Best option for Syria: stalemate
While Assad’s compatriots cut each other's throats, we can enjoy relative peace
The protests against the martyrdom of a few teenagers caught spraying anti-regime graffiti on a wall in Damascus have burgeoned into a civil war, one that is ever more sectarian. The ongoing bloodletting in the face of Western passivity has given rise to a cluster of quid pro quo lines of reasoning. For example, the argument against supplying arms to the rebels, for the good reason that they will fall into the hands of extremists — ignoring the fact that, if there are now extremists in Syria, it is because weapons were not given to the moderates two years ago. Meanwhile, Assad's use of the term "terrorists" in reference to unarmed demonstrations against his all-powerful family clan has had the perverse effect of creating real terrorists, such as the Al-Nusra Front and other groups linked to Al Qaeda, which diminishes the possibility of an armed intervention to stop a conflict that has already cost some 110,000 lives.
A cartoon that appeared a few weeks ago in the International Herald Tribune shows a mountainous heap of skulls packaged in different plastic bags, labeled deaths by airstrikes, helicopters, artillery, tanks, machine guns, mortars, etc, and beside the heap are a couple of unpackaged corpses. Two UN officials look on and say: "These ones seem to have died from gas. We have to do something." The cartoon rubs salt in the open wound of the complex and ambiguous interplay between humanitarian and juridical considerations, and conventional and prohibited weapons. While the massive use of the former has not produced in Syria, as it did in Bosnia, a military intervention by the world's hegemonic military power, the use of the latter opened, in Obama's book, the door to an intervention blessed by international law — a law that's rather fuzzy in its outlines, in that the victors of World War II who sit on the UN Security Council cannot even agree on a brief punitive operation.

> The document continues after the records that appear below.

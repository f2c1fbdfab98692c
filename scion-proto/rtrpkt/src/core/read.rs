// Copyright 2026 Anapaya Systems
//
// Licensed under the Apache License, Version 2.0 (the "License");
// you may not use this file except in compliance with the License.
// You may obtain a copy of the License at
//
//   http://www.apache.org/licenses/LICENSE-2.0
//
// Unless required by applicable law or agreed to in writing, software
// distributed under the License is distributed on an "AS IS" BASIS,
// WITHOUT WARRANTIES OR CONDITIONS OF ANY KIND, either express or implied.
// See the License for the specific language governing permissions and
// limitations under the License.

use crate::core::layout::BitRange;

const LANE_BYTES: usize = 16;

/// Trait for integer types that can be produced by a bit range read
pub trait FromBitRead {
    /// Narrows the right-aligned read value into `Self`
    fn from_bit_read(v: u128) -> Self;
}

macro_rules! impl_from_u128 {
    ($($t:ty),*) => {
        $(
            impl FromBitRead for $t {
                #[inline(always)]
                fn from_bit_read(v: u128) -> Self {
                    v as $t
                }
            }
        )*
    };
}
impl_from_u128!(u8, u16, u32, u64);

/// Reads a value from the buffer at the given bit range, in big-endian bit order.
///
/// Returns None if the buffer does not contain every byte touched by the range. Inbound packets
/// go through this function, so it must never index out of bounds.
#[inline]
pub fn bit_range_be_read<T>(buf: &[u8], range: BitRange) -> Option<T>
where
    T: FromBitRead,
{
    debug_assert!(range.size_bytes() <= LANE_BYTES, "BitRange too large for read");

    let bytes = buf.get(range.containing_byte_range())?;

    let mut lane = [0u8; LANE_BYTES];
    lane[LANE_BYTES - bytes.len()..].copy_from_slice(bytes);
    let lane_val = u128::from_be_bytes(lane);

    // Align relevant bits to the right, then drop the leading bits of the first byte
    let right_shift = range.end.div_ceil(8) * 8 - range.end;
    let value_mask = (1u128 << range.size_bits()) - 1;

    Some(T::from_bit_read((lane_val >> right_shift) & value_mask))
}

#[cfg(test)]
mod read_tests {
    use super::*;

    #[test]
    fn should_read_aligned_u8() {
        let buf = [0b10101010u8, 0];
        let val: Option<u8> = bit_range_be_read(&buf, BitRange::new(0, 8));
        assert_eq!(val, Some(0b10101010));
    }

    #[test]
    fn should_read_aligned_u16() {
        let buf = [0b10101010, 0b01010101];
        let val: Option<u16> = bit_range_be_read(&buf, BitRange::new(0, 16));
        assert_eq!(val, Some(0b1010101001010101));
    }

    #[test]
    fn should_read_cross_byte() {
        // 12 bit interface id straddling a byte boundary
        let buf = [0x00, 0x12, 0x34, 0x56];
        let val: Option<u16> = bit_range_be_read(&buf, BitRange::new(16, 12));
        assert_eq!(val, Some(0x345));
        let val: Option<u16> = bit_range_be_read(&buf, BitRange::new(4, 12));
        assert_eq!(val, Some(0x012));
    }

    #[test]
    fn should_read_48_bit_value() {
        let buf = [0x00, 0x01, 0xff, 0x00, 0x00, 0x00, 0x00, 0x2a];
        let val: Option<u64> = bit_range_be_read(&buf, BitRange::new(16, 48));
        assert_eq!(val, Some(0xff00_0000_002a));
    }

    #[test]
    fn should_refuse_read_past_end() {
        let buf = [0u8; 3];
        let val: Option<u32> = bit_range_be_read(&buf, BitRange::new(8, 32));
        assert_eq!(val, None);
    }
}
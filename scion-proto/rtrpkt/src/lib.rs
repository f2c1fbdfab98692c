// Copyright 2026 Anapaya Systems
//
// Licensed under the Apache License, Version 2.0 (the "License");
// you may not use this file except in compliance with the License.
// You may obtain a copy of the License at
//
//   http://www.apache.org/licenses/LICENSE-2.0
//
// Unless required by applicable law or agreed to in writing, software
// distributed under the License is distributed on an "AS IS" BASIS,
// WITHOUT WARRANTIES OR CONDITIONS OF ANY KIND, either express or implied.
// See the License for the specific language governing permissions and
// limitations under the License.

//! RtrPkt: packet construction and reply generation for a SCION border router.
//!
//! A router handles packets in two representations:
//!
//! - [`ScnPkt`] is an owned, structured description of a packet. It is easy to inspect and to
//!   modify, e.g. when turning a packet around for a reply.
//! - [`RtrPkt`] is the fixed-capacity wire buffer the router forwards, together with the offsets
//!   of every section inside it. It is created by [parsing](RtrPkt::parse) a received datagram or
//!   by [assembling](RtrPkt::from_description) a description, and converted back with
//!   [`RtrPkt::to_description`].
//!
//! The [`reply`] module derives replies from received packets, including the path pointer
//! adjustments and egress selection the router needs to send them.
//!
//! All operations are synchronous in-memory byte manipulation. Router wide state is passed in
//! explicitly as a read-only [`RouterContext`].

pub mod config;
pub mod context;
pub mod core;
pub mod error;
pub mod extn;
pub mod header;
pub mod l4;
pub mod path;
pub mod reply;
pub mod rpkt;
pub mod spkt;
pub mod types;

pub use config::{RouterConfig, RtrPktConfig};
pub use context::{Dir, RouterContext};
pub use error::{CapacityError, ContextError, FormatError, PathError, RtrPktError};
pub use rpkt::RtrPkt;
pub use spkt::ScnPkt;
// Copyright 2026 Anapaya Systems
//
// Licensed under the Apache License, Version 2.0 (the "License");
// you may not use this file except in compliance with the License.
// You may obtain a copy of the License at
//
//   http://www.apache.org/licenses/LICENSE-2.0
//
// Unless required by applicable law or agreed to in writing, software
// distributed under the License is distributed on an "AS IS" BASIS,
// WITHOUT WARRANTIES OR CONDITIONS OF ANY KIND, either express or implied.
// See the License for the specific language governing permissions and
// limitations under the License.

//! Bit-level building blocks shared by all header codecs.
//!
//! Layouts describe where fields live, [read] and [write] move integers in and out of byte
//! buffers at those positions, and [encode] defines how structured values are written.

pub mod encode;
pub mod layout;
pub mod read;
pub mod write;
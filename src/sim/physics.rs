//! Integration and tile collision response
//!
//! Collisions are resolved one tile at a time. The axis of each impact is
//! decided from where the hitbox was *before* this tick's integration:
//! vertical cases are tested first, so a diagonal overlap stops vertical
//! motion before horizontal motion.

use glam::Vec2;

use super::hitbox::{HitboxAdjust, Rect};
use super::tile::{ActiveTile, TileId};
use crate::tuning::PhysicsTuning;

/// Kinematic state of a moving entity; `pos` is the sprite's top-left corner
#[derive(Debug, Clone, Copy, PartialEq, Default)]
pub struct Body {
    pub pos: Vec2,
    /// Position before the last integration
    pub prev: Vec2,
    pub vel: Vec2,
    pub on_ground: bool,
}

impl Body {
    pub fn at(pos: Vec2) -> Self {
        Self {
            pos,
            prev: pos,
            vel: Vec2::ZERO,
            on_ground: false,
        }
    }
}

/// Which face of a tile was hit
#[derive(Debug, Clone, Copy, PartialEq, Eq)]
pub enum ContactKind {
    /// Came down onto the tile's top
    Landing,
    /// Came up into the tile's bottom
    Ceiling,
    /// Moved right into the tile's left face
    WallRight,
    /// Moved left into the tile's right face
    WallLeft,
}

/// A resolved collision against one tile
#[derive(Debug, Clone, Copy, PartialEq, Eq)]
pub struct Contact {
    pub tile: TileId,
    pub kind: ContactKind,
}

/// Add gravity, amplified while fast-falling
pub fn apply_gravity(body: &mut Body, tuning: &PhysicsTuning, fast_fall: bool) {
    let falling = body.vel.y > 0.0 && !body.on_ground;
    let multiplier = if fast_fall && falling {
        tuning.fast_fall_multiplier
    } else {
        1.0
    };
    body.vel.y += tuning.gravity * multiplier;
}

/// Accelerate toward `direction * max_speed`, or decelerate by friction when idle
pub fn apply_horizontal(body: &mut Body, direction: f32, tuning: &PhysicsTuning) {
    let vx = body.vel.x;
    body.vel.x = if direction != 0.0 {
        approach(vx, direction * tuning.max_speed, tuning.accel)
    } else {
        approach(vx, 0.0, tuning.friction)
    };
}

fn approach(current: f32, target: f32, step: f32) -> f32 {
    if current < target {
        (current + step).min(target)
    } else {
        (current - step).max(target)
    }
}

/// Remember the current position, then move by the velocity
pub fn integrate(body: &mut Body) {
    body.prev = body.pos;
    body.pos += body.vel;
}

/// Push `body` out of every overlapping tile, in order.
///
/// The hitbox is recomputed after every correction, so a tile that no longer
/// overlaps after an earlier push is skipped. Returns the contacts made.
pub fn resolve_collisions(
    body: &mut Body,
    hitbox: &HitboxAdjust,
    scale: f32,
    tiles: &[ActiveTile],
) -> Vec<Contact> {
    let prev_hb = hitbox.rect_at(body.prev, scale);
    let mut hb = hitbox.rect_at(body.pos, scale);
    let mut contacts = Vec::new();
    body.on_ground = false;

    for tile in tiles {
        let t: &Rect = &tile.rect;
        if !hb.intersects(t) {
            continue;
        }

        let kind = if prev_hb.bottom() <= t.y {
            body.pos.y = t.y - hitbox.bottom_offset(scale);
            body.vel.y = 0.0;
            body.on_ground = true;
            ContactKind::Landing
        } else if prev_hb.y >= t.bottom() {
            body.pos.y = t.bottom() - hitbox.offset_y * scale;
            body.vel.y = 0.0;
            ContactKind::Ceiling
        } else if prev_hb.right() <= t.x {
            body.pos.x = t.x - (hitbox.offset_x + hitbox.width) * scale;
            body.vel.x = 0.0;
            ContactKind::WallRight
        } else if prev_hb.x >= t.right() {
            body.pos.x = t.right() - hitbox.offset_x * scale;
            body.vel.x = 0.0;
            ContactKind::WallLeft
        } else {
            // Already overlapping before this tick; nothing to disambiguate
            continue;
        };

        contacts.push(Contact {
            tile: tile.id,
            kind,
        });
        hb = hitbox.rect_at(body.pos, scale);
    }

    contacts
}
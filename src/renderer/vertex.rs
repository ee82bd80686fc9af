//! Vertex types for 2D rendering

use bytemuck::{Pod, Zeroable};

/// Simple 2D vertex with position and color
#[repr(C)]
#[derive(Copy, Clone, Debug, PartialEq, Pod, Zeroable)]
pub struct Vertex {
    pub position: [f32; 2],
    pub color: [f32; 4],
}

impl Vertex {
    pub const fn new(x: f32, y: f32, color: [f32; 4]) -> Self {
        Self {
            position: [x, y],
            color,
        }
    }

    pub fn desc() -> wgpu::VertexBufferLayout<'static> {
        wgpu::VertexBufferLayout {
            array_stride: std::mem::size_of::<Vertex>() as wgpu::BufferAddress,
            step_mode: wgpu::VertexStepMode::Vertex,
            attributes: &[
                wgpu::VertexAttribute {
                    offset: 0,
                    shader_location: 0,
                    format: wgpu::VertexFormat::Float32x2,
                },
                wgpu::VertexAttribute {
                    offset: std::mem::size_of::<[f32; 2]>() as wgpu::BufferAddress,
                    shader_location: 1,
                    format: wgpu::VertexFormat::Float32x4,
                },
            ],
        }
    }
}

/// Colors for game elements
pub mod colors {
    use crate::sim::{Action, Stage, TileKind};

    pub const SKY_GRASS: [f32; 4] = [0.45, 0.75, 0.95, 1.0];
    pub const SKY_CLOUDS: [f32; 4] = [0.75, 0.85, 0.95, 1.0];
    pub const SKY_ASTEROIDS: [f32; 4] = [0.04, 0.03, 0.12, 1.0];

    pub const GRASS: [f32; 4] = [0.3, 0.7, 0.25, 1.0];
    pub const CLOUD: [f32; 4] = [0.97, 0.97, 1.0, 1.0];
    pub const ASTEROID: [f32; 4] = [0.55, 0.45, 0.4, 1.0];

    pub const PLAYER_IDLE: [f32; 4] = [0.95, 0.55, 0.2, 1.0];
    pub const PLAYER_WALK: [f32; 4] = [0.95, 0.45, 0.15, 1.0];
    pub const PLAYER_JUMP: [f32; 4] = [1.0, 0.7, 0.25, 1.0];
    pub const PLAYER_CROUCH: [f32; 4] = [0.85, 0.4, 0.15, 1.0];
    pub const PLAYER_EYE: [f32; 4] = [0.1, 0.1, 0.15, 1.0];

    pub const HITBOX: [f32; 4] = [1.0, 0.1, 0.1, 0.9];
    pub const SCORE: [f32; 4] = [1.0, 1.0, 1.0, 0.95];

    pub fn background(stage: Stage) -> [f32; 4] {
        match stage {
            Stage::Grass => SKY_GRASS,
            Stage::Clouds => SKY_CLOUDS,
            Stage::Asteroids => SKY_ASTEROIDS,
        }
    }

    /// `None` for empty cells, which are never drawn
    pub fn tile(kind: TileKind) -> Option<[f32; 4]> {
        match kind {
            TileKind::Empty => None,
            TileKind::Grass => Some(GRASS),
            TileKind::Cloud => Some(CLOUD),
            TileKind::Asteroid => Some(ASTEROID),
        }
    }

    pub fn player(action: Action) -> [f32; 4] {
        match action {
            Action::Idle => PLAYER_IDLE,
            Action::Walk => PLAYER_WALK,
            Action::Jump => PLAYER_JUMP,
            Action::Crouch => PLAYER_CROUCH,
        }
    }

    pub fn with_alpha(color: [f32; 4], alpha: f32) -> [f32; 4] {
        [color[0], color[1], color[2], color[3] * alpha]
    }
}
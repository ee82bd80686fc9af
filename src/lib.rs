//! Skyward - an endless vertical jumper
//!
//! Core modules:
//! - `sim`: Deterministic simulation (player physics, procedural world, game loop)
//! - `renderer`: WebGPU rendering pipeline
//! - `tuning`: Data-driven game balance
//! - `highscores`: Leaderboard persistence
//! - `settings`: Player preferences

pub mod highscores;
pub mod renderer;
pub mod settings;
pub mod sim;
pub mod tuning;

pub use highscores::{Leaderboard, ScoreRecord, ScoreStore};
pub use settings::Settings;
pub use tuning::Tuning;

/// Game configuration constants
pub mod consts {
    /// Milliseconds per simulation tick at a 60 Hz display refresh
    pub const TICK_MS: f64 = 1000.0 / 60.0;

    /// Edge length of a square tile in world units
    pub const TILE_SIZE: f32 = 32.0;
    /// Columns of tiles across the playfield
    pub const WORLD_COLUMNS: usize = 10;
    /// Playfield width in world units
    pub const WORLD_WIDTH: f32 = TILE_SIZE * WORLD_COLUMNS as f32;

    /// Viewport size in world units
    pub const VIEWPORT_WIDTH: f32 = WORLD_WIDTH;
    pub const VIEWPORT_HEIGHT: f32 = 480.0;

    /// Unscaled sprite frame size
    pub const SPRITE_WIDTH: f32 = 20.0;
    pub const SPRITE_HEIGHT: f32 = 24.0;
    /// Sprite scale applied to frames and hitboxes
    pub const SPRITE_SCALE: f32 = 1.5;
}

The UN-controlled destruction of Syria's chemical arsenal gives Assad ample breathing room and enables an embarrassed Obama to save face
Facing the dilemma of a choice between bad and worse (the repercussions of airstrikes in the already explosive scenario of the Syrian region), the American president opted to cop out by putting it before Congress. Out of his sleeve Putin pulled the offer of UN-controlled destruction of the Syrian chemical arsenal, which gives Assad ample breathing room, and enables an embarrassed Obama to save face. The Russian czar's adroit chess move leaves the situation at a stalemate, arranging things agreeably for all the parties involved, except of course the unfortunate people of Syria.
Of all the articles I have read on this matter recently, the nearest to the mark of the raw reality is, I think, that of Edward N. Luttwak, which appeared in The New York Times and then in Le Monde. With a cold pragmatism that disregards humanitarian and legal considerations, he sets forth in clear terms what his country's interests are, after the sour experiences of Afghanistan and Iraq. A victory for Assad, he says, would strengthen the Shiite axis of Hezbollah and Iran: a serious setback for Washington and her ally Israel. A victory for the extremist rebels would spread jihadism throughout the Middle East and the Arabian peninsula. Thus, only one solution can do the United States any good: a prolonged stalemate. To this end, he says, "we have to arm the rebels when the forces of Al-Assad seem likely to prevail, and suspend these supplies when the rebels seem to be gaining the advantage."
In short: let them go on fighting until they wear each other out, though it may take years. While they cut each other's throats, we can enjoy relative peace. Machiavelli could not have put it better, without a glimmer of concern for the fate of millions of victims, in a land in ruins. But as the old maxim says, abusus non tollit usum.